La chambre est un puits de silence. Chuchote à mon oreille les mots mordillant, mouillés. Muet, tu demeures dans l’obscurité. Raconte-moi les odyssées sans paroles des langues scellées, des refrains inutiles, rimés interminablement en poèmes de douleur. Mots et merveilles, antiques rengaines du non-dit. Les draps, trempés de nuit, bruissent doucement. Murmure, au creux de mon épaule, sans que les sons débordent de tes lèvres. Bulles ravalées et évidées d’une histoire ébauchée dont les dialogues attendraient les mains rouvertes et l’encre bleue des marées.

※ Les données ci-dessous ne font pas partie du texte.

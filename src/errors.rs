use thiserror::Error;

#[derive(Error, Debug)]
pub enum AgentError {
    #[error("Authentication failed: {0}")]
    AuthenticationFailed(String),

    #[error("Submission failed: {0}")]
    SubmissionFailed(String),

    #[error("Response timeout while waiting for {stage} ({timeout_ms} ms)")]
    ResponseTimeout { stage: String, timeout_ms: u64 },

    #[error("Network did not stabilize within {elapsed_ms} ms")]
    TimedOut { elapsed_ms: u64 },

    #[error("No input of file or message")]
    NoInputProvided,

    #[error("Interaction cancelled")]
    Cancelled,

    #[error("Browser launch failed: {0}")]
    LaunchFailed(String),

    #[error("Browser not launched")]
    BrowserNotLaunched,

    #[error("Tab creation failed: {0}")]
    TabCreationFailed(String),

    #[error("No active tab")]
    NoActiveTab,

    #[error("Navigation failed: {0}")]
    NavigationFailed(String),

    #[error("Element not found: {0}")]
    ElementNotFound(String),

    #[error("JavaScript execution failed: {0}")]
    JavaScriptFailed(String),

    #[error("Screenshot failed: {0}")]
    ScreenshotFailed(String),

    #[error("Timeout error: {0}")]
    TimeoutError(String),

    #[error("Chrome error: {0}")]
    ChromeError(String),

    #[error("Invalid request: {0}")]
    InvalidRequest(String),

    #[error("Configuration error: {0}")]
    ConfigurationError(String),

    #[error("Serialization error: {0}")]
    SerializationError(#[from] serde_json::Error),

    #[error("IO error: {0}")]
    IoError(#[from] std::io::Error),

    #[error("Anyhow error: {0}")]
    AnyhowError(String),
}

pub type Result<T> = std::result::Result<T, AgentError>;

// Convert anyhow::Error to AgentError
impl From<anyhow::Error> for AgentError {
    fn from(err: anyhow::Error) -> Self {
        AgentError::AnyhowError(err.to_string())
    }
}

impl From<url::ParseError> for AgentError {
    fn from(err: url::ParseError) -> Self {
        AgentError::InvalidRequest(err.to_string())
    }
}

impl AgentError {
    /// Failures raised by the automation engine itself rather than by the
    /// interaction logic layered on top of it.
    pub fn is_engine_error(&self) -> bool {
        matches!(
            self,
            AgentError::LaunchFailed(_)
                | AgentError::BrowserNotLaunched
                | AgentError::TabCreationFailed(_)
                | AgentError::NoActiveTab
                | AgentError::NavigationFailed(_)
                | AgentError::ElementNotFound(_)
                | AgentError::JavaScriptFailed(_)
                | AgentError::ScreenshotFailed(_)
                | AgentError::TimeoutError(_)
                | AgentError::ChromeError(_)
        )
    }

    pub fn is_timeout(&self) -> bool {
        matches!(
            self,
            AgentError::TimeoutError(_)
                | AgentError::TimedOut { .. }
                | AgentError::ResponseTimeout { .. }
        )
    }
}

#[cfg(test)]
mod tests {
    use super::*;

    #[test]
    fn engine_errors_are_classified() {
        assert!(AgentError::ElementNotFound("#x".into()).is_engine_error());
        assert!(AgentError::TimeoutError("wait".into()).is_engine_error());
        assert!(!AgentError::NoInputProvided.is_engine_error());
        assert!(!AgentError::SubmissionFailed("none".into()).is_engine_error());
    }

    #[test]
    fn response_timeout_names_the_stage() {
        let err = AgentError::ResponseTimeout {
            stage: "response container".into(),
            timeout_ms: 1500,
        };
        assert_eq!(
            err.to_string(),
            "Response timeout while waiting for response container (1500 ms)"
        );
        assert!(err.is_timeout());
    }

    #[test]
    fn url_errors_become_invalid_requests() {
        let err: AgentError = url::Url::parse("not a url").unwrap_err().into();
        assert!(matches!(err, AgentError::InvalidRequest(_)));
    }
}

La chambre est un linceul d’attente noire. Fais-moi un signe dans le silence. Parle-moi avec tes paumes aveuglant mes yeux pour qu’ils ne puissent discerner tes doigts si éloignés de ma peau attentive. Cécité encore trop jeune pour qu’elle puisse s’inventer les sphères intérieures d’un nouvel univers roulant dans l’indifférence sur des chemins tracés par avance. Regard empêché, à l’affût du miel d’un épiderme absent, cherchant à deviner les parfums de ce corps dissimulé et lointain.
La chambre est un havre de paresse. Les mots, alanguis, se refusent, virginités affolées ignorant le don. Ils se meurent au seuil de la nuit pour se répandre en ondes successives, en un flux violent de cris étouffés. Les mots étirent leurs voyelles, consonnes écartées puisqu'elles claquent trop brutalement, comme les drapeaux d’une armée en déroute. Doucement, langoureusement, ils se confondent en plaintes arrachées aux aèdes, aux troubadours, ou encore à quelque rythme mauresque et lancinant, oriental, de moiteur cotonneuse.
La chambre se tait, encore et encore. Sépulcre d’amour, la tendresse s’y meurt doucement au sein d’une nuit pourtant claire. L’aube se traîne, encore lointaine, et l’ange passe, entre la soie déferlante et les effluves épicés. Il amorce les signes imperceptibles de l’adieu.
Chambre muette. Silence, rumeur de fin.